Jennifer S. Vey of Baltimore, an advocate of overlaying urban technology with collaboration and “connectivity” to build on existing community strengths, called innovation initiatives an effort to capitalize by growing a “convergence economy” in a community and region.
She said where it has worked, people understood building on former industrial and research park models includes a need to see the modern commercial and future-oriented world as open rather than cut off, closed or secretive.
“Now innovation is much more open and much more collaborative,” she said. She said it also must capitalize on millenials and empty-nesters seeing urban environment advantages and moving into core communities rather than sticking with suburban lifestyles.
Technology was a core message, however, as she cited a projection from Enrico Moretto, an economist, one tech job mushrooms into five other jobs in an area. For many in the audience at the Silver Oak Executive Conference Center breakfast gathering — all invited by the Northern Nevada Development Authority (NNDA) — the Brookings’ fellow undoubtedly was preaching to the choir.
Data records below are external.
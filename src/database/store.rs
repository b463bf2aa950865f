use async_trait::async_trait;
use serde_json::Value;
use sqlx::PgPool;

use super::collection::{json_object_sql, Collection};
use super::manager::DatabaseError;
use super::relation::Relation;
use crate::filter::{Filter, QueryPlan, SqlResult};

/// Read access used by list endpoints.
#[async_trait]
pub trait RecordSource: Send + Sync {
    /// Number of records matching the plan's filter, ignoring the page window.
    async fn count(&self, collection: Collection, plan: &QueryPlan) -> Result<u64, DatabaseError>;

    /// The filtered, projected, sorted page of records.
    async fn find(&self, collection: Collection, plan: &QueryPlan) -> Result<Vec<Value>, DatabaseError>;

    /// Resolve `relation` one hop and attach it to each record.
    async fn populate(&self, relation: Relation, records: &mut [Value]) -> Result<(), DatabaseError>;
}

/// Postgres-backed record source
#[derive(Debug, Clone)]
pub struct PgStore {
    pool: PgPool,
    debug_sql: bool,
}

impl PgStore {
    pub fn new(pool: PgPool) -> Self {
        Self { pool, debug_sql: false }
    }

    pub fn with_debug_sql(mut self, enabled: bool) -> Self {
        self.debug_sql = enabled;
        self
    }
}

#[async_trait]
impl RecordSource for PgStore {
    async fn count(&self, collection: Collection, plan: &QueryPlan) -> Result<u64, DatabaseError> {
        let SqlResult { query, params } = Filter::new(collection, plan).debug_logging(self.debug_sql).to_count_sql()?;
        let mut q = sqlx::query_scalar::<_, i64>(&query);
        for param in &params {
            q = q.bind(param.as_deref());
        }
        let count = q.fetch_one(&self.pool).await?;
        Ok(count.max(0) as u64)
    }

    async fn find(&self, collection: Collection, plan: &QueryPlan) -> Result<Vec<Value>, DatabaseError> {
        let SqlResult { query, params } = Filter::new(collection, plan).debug_logging(self.debug_sql).to_sql()?;
        let mut q = sqlx::query_scalar::<_, Value>(&query);
        for param in &params {
            q = q.bind(param.as_deref());
        }
        Ok(q.fetch_all(&self.pool).await?)
    }

    async fn populate(&self, relation: Relation, records: &mut [Value]) -> Result<(), DatabaseError> {
        let keys = relation.keys(records);
        if records.is_empty() {
            return Ok(());
        }

        let target = relation.target();
        let related = if keys.is_empty() {
            Vec::new()
        } else {
            let query = format!(
                "SELECT {} AS row FROM \"{}\" WHERE \"{}\" = ANY($1) ORDER BY \"{}\" DESC",
                json_object_sql(target.visible_columns()),
                target.table(),
                relation.foreign_key(),
                target.created_column(),
            );
            sqlx::query_scalar::<_, Value>(&query)
                .bind(keys)
                .fetch_all(&self.pool)
                .await?
        };

        relation.attach(records, related);
        Ok(())
    }
}
use std::sync::Arc;

use crate::config::AppConfig;
use crate::database::{Database, PgStore, RecordSource};
use crate::filter::PageLimits;
use crate::services::{EmailSender, ObjectStore};

/// Shared handles injected into every handler and middleware.
#[derive(Clone)]
pub struct AppState {
    pub db: Database,
    pub config: Arc<AppConfig>,
    pub mailer: Arc<dyn EmailSender>,
    pub storage: Arc<dyn ObjectStore>,
    pub records: Arc<dyn RecordSource>,
}

impl AppState {
    pub fn new(
        db: Database,
        config: Arc<AppConfig>,
        mailer: Arc<dyn EmailSender>,
        storage: Arc<dyn ObjectStore>,
    ) -> Self {
        let records: Arc<dyn RecordSource> =
            Arc::new(PgStore::new(db.pool().clone()).with_debug_sql(config.filter.debug_logging));
        Self { db, config, mailer, storage, records }
    }

    /// Replace the record source used by list endpoints.
    pub fn with_records(mut self, records: Arc<dyn RecordSource>) -> Self {
        self.records = records;
        self
    }

    pub fn page_limits(&self) -> PageLimits {
        PageLimits::from(&self.config.filter)
    }
}
use axum::{
    extract::{DefaultBodyLimit, Request},
    handler::Handler,
    http::{header, HeaderName, HeaderValue, Method},
    middleware::{self, Next},
    routing::{get, post, put},
    Router,
};
use tower_http::{
    cors::{AllowOrigin, CorsLayer},
    services::ServeDir,
    set_header::SetResponseHeaderLayer,
    trace::TraceLayer,
};

use crate::config::{SecurityConfig, StorageBackend};
use crate::database::{Collection, Relation};
use crate::error::{ApiError, RESOURCE_NOT_FOUND};
use crate::handlers::{elevated, protected, public};
use crate::middleware::{
    advanced_results, authenticate, authorize, rate_limit, ClientRateLimiter, ResultsLayer, ResultsSpec,
    COMMANDER_ONLY, PILOT_OR_COMMANDER,
};
use crate::state::AppState;

const MISSIONS: ResultsSpec = ResultsSpec::new(Collection::Missions).populate(Relation::MissionIncidents);
const MISSION_INCIDENTS: ResultsSpec = ResultsSpec::new(Collection::Incidents).scoped("missionId", "mission_id");
const INCIDENT_REPORTS: ResultsSpec = ResultsSpec::new(Collection::Reports).scoped("incidentId", "incident_id");
const USERS: ResultsSpec = ResultsSpec::new(Collection::Users);

const REPORT: &str = "/api/missions/:missionId/incidents/:incidentId/reports/:reportId";

/// Hardening headers added to every response that does not set its own.
const SECURITY_HEADERS: [(HeaderName, &str); 8] = [
    (header::X_CONTENT_TYPE_OPTIONS, "nosniff"),
    (header::X_FRAME_OPTIONS, "SAMEORIGIN"),
    (header::X_XSS_PROTECTION, "0"),
    (header::X_DNS_PREFETCH_CONTROL, "off"),
    (header::REFERRER_POLICY, "no-referrer"),
    (header::STRICT_TRANSPORT_SECURITY, "max-age=15552000; includeSubDomains"),
    (HeaderName::from_static("x-download-options"), "noopen"),
    (HeaderName::from_static("x-permitted-cross-domain-policies"), "none"),
];

/// Build the full application router.
pub fn app(state: AppState) -> Router {
    let mut router = Router::new()
        .route("/health", get(public::health::health))
        .merge(auth_routes(&state))
        .merge(mission_routes(&state))
        .merge(incident_routes(&state))
        .merge(report_routes(&state))
        .merge(user_routes(&state))
        .fallback(not_found);

    if state.config.storage.backend == StorageBackend::Local {
        router = router.nest_service("/uploads", ServeDir::new(&state.config.storage.local_root));
    }

    let mut router = router
        .layer(DefaultBodyLimit::max(state.config.api.max_request_size_bytes))
        .layer(TraceLayer::new_for_http());

    if let Some(limiter) = ClientRateLimiter::from_config(&state.config.api) {
        router = router.layer(middleware::from_fn_with_state(limiter, rate_limit));
    }

    for (name, value) in SECURITY_HEADERS {
        router = router.layer(SetResponseHeaderLayer::if_not_present(name, HeaderValue::from_static(value)));
    }

    if state.config.security.enable_cors {
        router = router.layer(cors(&state.config.security));
    }

    router.with_state(state)
}

fn auth_routes(state: &AppState) -> Router<AppState> {
    use protected::auth as account;
    use public::auth;

    let authenticated = middleware::from_fn_with_state(state.clone(), authenticate);

    Router::new()
        .route("/api/v1/auth/register", post(auth::register))
        .route("/api/v1/auth/login", post(auth::login))
        .route("/api/v1/auth/forgotpassword", post(auth::forgot_password))
        .route("/api/v1/auth/resetpassword/:resettoken", put(auth::reset_password))
        .route("/api/v1/auth/me", get(account::me.layer(authenticated.clone())))
        .route(
            "/api/v1/auth/updatedetails",
            put(account::update_details.layer(authenticated.clone())),
        )
        .route(
            "/api/v1/auth/updatepassword",
            put(account::update_password.layer(authenticated)),
        )
}

fn mission_routes(state: &AppState) -> Router<AppState> {
    let authenticated = middleware::from_fn_with_state(state.clone(), authenticate);
    let list = middleware::from_fn_with_state(ResultsLayer::new(state, MISSIONS), advanced_results);

    Router::new()
        .route(
            "/api/missions",
            get(public::missions::list.layer(list))
                .post(protected::missions::create.layer(authenticated.clone())),
        )
        .route(
            "/api/missions/:missionId",
            get(public::missions::show)
                .put(protected::missions::update.layer(authenticated.clone()))
                .delete(protected::missions::delete.layer(authenticated)),
        )
}

fn incident_routes(state: &AppState) -> Router<AppState> {
    let authenticated = middleware::from_fn_with_state(state.clone(), authenticate);
    let pilots = middleware::from_fn(|req: Request, next: Next| authorize(PILOT_OR_COMMANDER, req, next));
    let list = middleware::from_fn_with_state(ResultsLayer::new(state, MISSION_INCIDENTS), advanced_results);

    Router::new()
        .route(
            "/api/missions/:missionId/incidents",
            get(public::incidents::list.layer(list)).post(
                protected::incidents::create
                    .layer(pilots.clone())
                    .layer(authenticated.clone()),
            ),
        )
        .route(
            "/api/incidents/:id",
            get(public::incidents::show)
                .put(
                    protected::incidents::update
                        .layer(pilots.clone())
                        .layer(authenticated.clone()),
                )
                .delete(protected::incidents::delete.layer(pilots).layer(authenticated)),
        )
}

fn report_routes(state: &AppState) -> Router<AppState> {
    let authenticated = middleware::from_fn_with_state(state.clone(), authenticate);
    let pilots = middleware::from_fn(|req: Request, next: Next| authorize(PILOT_OR_COMMANDER, req, next));
    let list = middleware::from_fn_with_state(ResultsLayer::new(state, INCIDENT_REPORTS), advanced_results);

    Router::new()
        .route(
            "/api/missions/:missionId/incidents/:incidentId/reports",
            get(public::reports::list.layer(list)).post(
                protected::reports::create
                    .layer(pilots.clone())
                    .layer(authenticated.clone()),
            ),
        )
        .route(
            REPORT,
            get(public::reports::show)
                .put(
                    protected::reports::update
                        .layer(pilots.clone())
                        .layer(authenticated.clone()),
                )
                .delete(
                    protected::reports::delete
                        .layer(pilots.clone())
                        .layer(authenticated.clone()),
                ),
        )
        .route(
            &format!("{}/upload", REPORT),
            post(
                protected::reports::upload
                    .layer(pilots.clone())
                    .layer(authenticated.clone()),
            ),
        )
        .route(&format!("{}/files", REPORT), get(public::reports::files))
        .route(
            &format!("{}/files/:fileId", REPORT),
            get(public::reports::file).delete(protected::reports::delete_file.layer(pilots).layer(authenticated)),
        )
}

/// Commander-only administration. Both guards cover every route here.
fn user_routes(state: &AppState) -> Router<AppState> {
    use elevated::users;

    let list = middleware::from_fn_with_state(ResultsLayer::new(state, USERS), advanced_results);

    Router::new()
        .route("/api", get(users::list.layer(list)).post(users::create))
        .route("/api/:id", get(users::show).put(users::update).delete(users::delete))
        .route_layer(middleware::from_fn(|req: Request, next: Next| {
            authorize(COMMANDER_ONLY, req, next)
        }))
        .route_layer(middleware::from_fn_with_state(state.clone(), authenticate))
}

fn cors(security: &SecurityConfig) -> CorsLayer {
    let origins: Vec<HeaderValue> = security
        .cors_origins
        .iter()
        .filter_map(|origin| HeaderValue::from_str(origin).ok())
        .collect();

    CorsLayer::new()
        .allow_origin(AllowOrigin::list(origins))
        .allow_methods([Method::GET, Method::POST, Method::PUT, Method::DELETE])
        .allow_headers([header::AUTHORIZATION, header::CONTENT_TYPE])
        .allow_credentials(true)
}

async fn not_found() -> ApiError {
    ApiError::not_found(RESOURCE_NOT_FOUND)
}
Among those on hand was Matt MacRitchie, Chicago-area developer for the anticipated Capitol Mall project planned near the Carson Nugget casino that will include a hotel and technology conference center, along with parking, retail shops and restaurants. Also on hand were Mayor Robert Crowell, City Manager Nick Marano, various Chamber of Commerce representatives, and Don Lehr of Cubix Corp., whose Ormsby House hotel and Ormsby Club are downtown.
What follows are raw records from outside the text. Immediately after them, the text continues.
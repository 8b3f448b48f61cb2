//! Phân loại bệnh nhân vào một trong sáu cột của bảng kanban.

use std::collections::BTreeMap;

use chrono::{DateTime, Utc};
use serde::{Deserialize, Serialize};

use crate::duration::duration_minutes;
use crate::model::{Patient, Study, StudyStatus};

/// Giai đoạn điều trị hiện tại. Thứ tự khai báo là thứ tự cột trên bảng.
#[derive(Debug, Clone, Copy, Serialize, Deserialize, PartialEq, Eq, PartialOrd, Ord, Hash)]
#[serde(rename_all = "snake_case")]
pub enum Stage {
    Admission,
    WaitingDoctor,
    InStudies,
    ResultsReady,
    InProgress,
    Discharge,
}

impl Stage {
    pub const ALL: [Stage; 6] = [
        Stage::Admission,
        Stage::WaitingDoctor,
        Stage::InStudies,
        Stage::ResultsReady,
        Stage::InProgress,
        Stage::Discharge,
    ];

    /// Khóa dạng snake_case, trùng với giá trị serialize.
    pub fn as_str(self) -> &'static str {
        match self {
            Stage::Admission => "admission",
            Stage::WaitingDoctor => "waiting_doctor",
            Stage::InStudies => "in_studies",
            Stage::ResultsReady => "results_ready",
            Stage::InProgress => "in_progress",
            Stage::Discharge => "discharge",
        }
    }

    /// Tiêu đề cột.
    pub fn label(self) -> &'static str {
        match self {
            Stage::Admission => "Admission",
            Stage::WaitingDoctor => "Waiting for Doctor",
            Stage::InStudies => "In Studies",
            Stage::ResultsReady => "Results Ready",
            Stage::InProgress => "In Progress",
            Stage::Discharge => "Discharged",
        }
    }
}

/// Xác định giai đoạn theo chuỗi quy tắc có thứ tự; quy tắc đầu tiên khớp sẽ thắng.
pub fn classify_stage(patient: &Patient) -> Stage {
    if patient.is_discharged() {
        return Stage::Discharge;
    }
    if patient.assigned_to_doctor_at.is_none() {
        return Stage::Admission;
    }
    if patient.studies.is_empty() {
        return Stage::WaitingDoctor;
    }
    if patient.studies.iter().any(Study::is_pending) {
        return Stage::InStudies;
    }

    let all_completed = patient
        .studies
        .iter()
        .all(|study| study.status == StudyStatus::Completed);

    match (all_completed, patient.all_studies_completed_at) {
        (true, None) => Stage::ResultsReady,
        (true, Some(_)) => Stage::InProgress,
        // Không quy tắc nào khớp: mặc định là chờ bác sĩ.
        (false, _) => Stage::WaitingDoctor,
    }
}

/// Thời điểm bắt đầu giai đoạn hiện tại.
///
/// Trả về `None` khi đã xuất viện, hoặc khi ở `ResultsReady` mà không xét nghiệm nào
/// có `completed_at`.
pub fn stage_anchor(patient: &Patient) -> Option<DateTime<Utc>> {
    anchor_for(patient, classify_stage(patient))
}

/// Số phút bệnh nhân đã ở trong giai đoạn hiện tại tính tới `now`.
///
/// Với `ResultsReady` không có mốc hoàn thành nào, mốc được coi là epoch (1970) nên
/// kết quả rất lớn; bảng hiển thị dùng [`stage_anchor`] để tránh giá trị này.
pub fn time_in_stage(patient: &Patient, now: DateTime<Utc>) -> i64 {
    match classify_stage(patient) {
        Stage::Discharge => 0,
        stage => {
            let anchor = anchor_for(patient, stage).unwrap_or(DateTime::<Utc>::UNIX_EPOCH);
            duration_minutes(anchor, now)
        }
    }
}

/// Chia bệnh nhân theo giai đoạn, giữ nguyên thứ tự đầu vào trong từng cột.
/// Luôn có đủ sáu khóa, kể cả cột rỗng.
pub fn group_by_stage(patients: &[Patient]) -> BTreeMap<Stage, Vec<&Patient>> {
    let mut groups: BTreeMap<Stage, Vec<&Patient>> =
        Stage::ALL.iter().map(|stage| (*stage, Vec::new())).collect();

    for patient in patients {
        groups
            .entry(classify_stage(patient))
            .or_default()
            .push(patient);
    }

    groups
}

fn anchor_for(patient: &Patient, stage: Stage) -> Option<DateTime<Utc>> {
    match stage {
        Stage::Admission => Some(patient.admission_time),
        Stage::WaitingDoctor => Some(
            patient
                .assigned_to_doctor_at
                .unwrap_or(patient.admission_time),
        ),
        Stage::InStudies => Some(
            patient
                .first_study_requested_at
                .unwrap_or(patient.admission_time),
        ),
        Stage::ResultsReady => latest_completion(patient),
        Stage::InProgress => Some(
            patient
                .all_studies_completed_at
                .unwrap_or(patient.admission_time),
        ),
        Stage::Discharge => None,
    }
}

fn latest_completion(patient: &Patient) -> Option<DateTime<Utc>> {
    patient
        .studies
        .iter()
        .filter_map(|study| study.completed_at)
        .max()
}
Among others in the crowd were Ronni Hannaman and Terrie McNutt, Chamber leadership, along with as former Chamber board heads Stan Jones and Gil Yanuck, as well as Bill Miles of Miles Construction and Mark Beauchamp of Shaheen Beauchamp Builders.
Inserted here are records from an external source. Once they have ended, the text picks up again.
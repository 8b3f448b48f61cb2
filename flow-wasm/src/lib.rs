//! Bridge WASM <-> JavaScript cho lớp trình bày bảng bệnh nhân.

use chrono::{DateTime, Utc};
use flow_core::{
    BoardSnapshot, FlowConfig, FlowError, Patient, Stage, Study, TimelineEventKind,
};
use serde::{Deserialize, Serialize};
use serde_wasm_bindgen::{from_value, Serializer};
use wasm_bindgen::prelude::*;

mod hints;

pub use hints::{event_hint, stage_hint, DisplayHint};

#[derive(Deserialize)]
struct JsFlowConfig {
    #[serde(default)]
    poll_interval_ms: Option<u64>,
    #[serde(default)]
    max_retained_failures: Option<u32>,
}

impl From<JsFlowConfig> for FlowConfig {
    fn from(cfg: JsFlowConfig) -> Self {
        let mut base = FlowConfig::default();
        if let Some(interval) = cfg.poll_interval_ms {
            base.poll_interval_ms = interval;
        }
        if let Some(limit) = cfg.max_retained_failures {
            base.max_retained_failures = limit;
        }
        base
    }
}

#[wasm_bindgen]
pub fn classify_stage(patient: JsValue) -> Result<JsValue, JsValue> {
    let patient: Patient = read_value(patient, "bệnh nhân")?;
    to_js(&flow_core::classify_stage(&patient))
}

#[wasm_bindgen]
pub fn time_in_stage(patient: JsValue, now_ms: f64) -> Result<f64, JsValue> {
    let patient: Patient = read_value(patient, "bệnh nhân")?;
    let now = instant_from_millis(now_ms)?;
    Ok(flow_core::time_in_stage(&patient, now) as f64)
}

#[wasm_bindgen]
pub fn group_by_stage(patients: JsValue) -> Result<JsValue, JsValue> {
    let patients: Vec<Patient> = read_value(patients, "danh sách bệnh nhân")?;
    to_js(&flow_core::group_by_stage(&patients))
}

#[wasm_bindgen]
pub fn build_timeline(patient: JsValue, studies: JsValue) -> Result<JsValue, JsValue> {
    let patient: Patient = read_value(patient, "bệnh nhân")?;
    let studies: Vec<Study> = read_value(studies, "danh sách xét nghiệm")?;
    to_js(&flow_core::build_timeline(&patient, &studies))
}

#[wasm_bindgen]
pub fn compute_stats(
    patient: JsValue,
    studies: JsValue,
    now_ms: f64,
) -> Result<JsValue, JsValue> {
    let patient: Patient = read_value(patient, "bệnh nhân")?;
    let studies: Vec<Study> = read_value(studies, "danh sách xét nghiệm")?;
    let now = instant_from_millis(now_ms)?;
    to_js(&flow_core::compute_stats(&patient, &studies, now))
}

#[wasm_bindgen]
pub fn format_duration(minutes: i32) -> String {
    flow_core::format_duration(i64::from(minutes))
}

/// Kết quả trả về cho JS: bảng kanban kèm cấu hình đã gộp để lớp trình bày hẹn giờ làm mới.
#[derive(Serialize)]
struct JsBoardResponse {
    board: BoardSnapshot,
    config: FlowConfig,
}

/// Nhận nguyên payload `{ patients: [...] }` từ API và dựng bảng kanban.
#[wasm_bindgen]
pub fn summarize_board(
    payload: JsValue,
    now_ms: f64,
    config: Option<JsValue>,
) -> Result<JsValue, JsValue> {
    #[cfg(target_arch = "wasm32")]
    console_error_panic_hook::set_once();

    let payload_value: serde_json::Value = read_value(payload, "payload")?;
    let patients = flow_feed::parse_patients_value(&payload_value)
        .map_err(|err| JsValue::from_str(&format_flow_error(err)))?;
    let now = instant_from_millis(now_ms)?;

    let cfg = match config {
        Some(js_cfg) => {
            let cfg: JsFlowConfig = from_value(js_cfg)
                .map_err(|err| JsValue::from_str(&format!("Không đọc được config: {err}")))?;
            FlowConfig::from(cfg)
        }
        None => FlowConfig::default(),
    };

    to_js(&JsBoardResponse {
        board: flow_core::summarize_board(&patients, now),
        config: cfg,
    })
}

#[wasm_bindgen]
pub fn stage_display_hint(stage: JsValue) -> Result<JsValue, JsValue> {
    let stage: Stage = read_value(stage, "giai đoạn")?;
    to_js(&stage_hint(stage))
}

#[wasm_bindgen]
pub fn event_display_hint(kind: JsValue) -> Result<JsValue, JsValue> {
    let kind: TimelineEventKind = read_value(kind, "loại sự kiện")?;
    to_js(&event_hint(kind))
}

fn read_value<T: for<'de> Deserialize<'de>>(value: JsValue, what: &str) -> Result<T, JsValue> {
    from_value(value).map_err(|err| JsValue::from_str(&format!("Không đọc được {what}: {err}")))
}

fn to_js<T: Serialize + ?Sized>(value: &T) -> Result<JsValue, JsValue> {
    value
        .serialize(&Serializer::json_compatible())
        .map_err(|err| JsValue::from_str(&format!("Không serialize kết quả: {err}")))
}

fn instant_from_millis(now_ms: f64) -> Result<DateTime<Utc>, JsValue> {
    if !now_ms.is_finite() {
        return Err(JsValue::from_str("Mốc thời gian không hợp lệ"));
    }
    DateTime::<Utc>::from_timestamp_millis(now_ms as i64)
        .ok_or_else(|| JsValue::from_str("Mốc thời gian nằm ngoài phạm vi"))
}

fn format_flow_error(err: FlowError) -> String {
    format!("Flow error: {err}")
}
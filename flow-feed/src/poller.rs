use std::thread;
use std::time::Duration;

use flow_core::{FlowConfig, Patient};
use tracing::{debug, info, warn};

use crate::source::PatientSource;

/// Periodic fetcher that keeps the last successful snapshot across failed reads.
pub struct Poller<S> {
    source: S,
    config: FlowConfig,
    latest: Option<Vec<Patient>>,
    consecutive_failures: u32,
}

impl<S: PatientSource> Poller<S> {
    pub fn new(source: S, config: FlowConfig) -> Self {
        Self {
            source,
            config,
            latest: None,
            consecutive_failures: 0,
        }
    }

    /// Fetch once and return whatever snapshot is retained afterwards.
    pub fn poll(&mut self) -> Option<&[Patient]> {
        match self.source.fetch() {
            Ok(patients) => {
                debug!(patients = patients.len(), "fetched patient snapshot");
                self.latest = Some(patients);
                self.consecutive_failures = 0;
            }
            Err(err) => {
                self.consecutive_failures = self.consecutive_failures.saturating_add(1);
                warn!(
                    failures = self.consecutive_failures,
                    "patient fetch failed, keeping previous snapshot: {err}"
                );

                let limit = self.config.max_retained_failures;
                if limit > 0 && self.consecutive_failures >= limit && self.latest.is_some() {
                    info!(failures = self.consecutive_failures, "dropping stale snapshot");
                    self.latest = None;
                }
            }
        }

        self.latest()
    }

    pub fn latest(&self) -> Option<&[Patient]> {
        self.latest.as_deref()
    }

    pub fn consecutive_failures(&self) -> u32 {
        self.consecutive_failures
    }

    pub fn interval(&self) -> Duration {
        Duration::from_millis(self.config.poll_interval_ms)
    }

    /// Poll `ticks` times (forever when `None`), sleeping one interval between ticks.
    /// `on_snapshot` runs after every tick that has a snapshot to show.
    pub fn run<F>(&mut self, ticks: Option<usize>, mut on_snapshot: F)
    where
        F: FnMut(&[Patient]),
    {
        if ticks == Some(0) {
            return;
        }

        let mut tick = 0usize;
        loop {
            if let Some(patients) = self.poll() {
                on_snapshot(patients);
            }

            tick += 1;
            if ticks.is_some_and(|limit| tick >= limit) {
                break;
            }
            thread::sleep(self.interval());
        }
    }

    pub fn into_source(self) -> S {
        self.source
    }
}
Library Director Sena Lloyd, whose calling card includes tech-savvy approaches, Michael Salogga, city business development manager, Rob Griffin, director of the Adams Hub tech and business incubator, and Miya MacKenzie of the Hop & Mae Adams Foundation also were in the crowd. The foundation has much of the land on which the Capitol Mall project is going and Steve Neighbors, foundation point man, has long advocated tech development.
Rob Hooper, executive director of NNDA and MacRitchie’s co-managing partner in the Capitol Mall project’s limited liability company, introduced Vey. He also followed her remarks by saying Carson City has the building blocks and can leverage them into something like the innovation district model of which she spoke.
In addition to tech, Vey advocates building a connectivity network that includes key people in the region as well as the city.
“You need to overlay this with networking to bring people together,” she said, “creating that network both within the district and outside the district.” She said the path forward includes not only building the tech and people-oriented networks, but knowing who you are as a community and setting your purpose. Goals include growing talent, finding investment capital and promoting an inclusive, equity-driven environment.
An overarching message, she emphasized, was to know yourself and build on that by thinking strategically as a community.
The mayor wrapped up the breakfast session, building on Vey’s connectivity and collaboration themes by warning against “silos” he said can cut people off from each other in the community or region.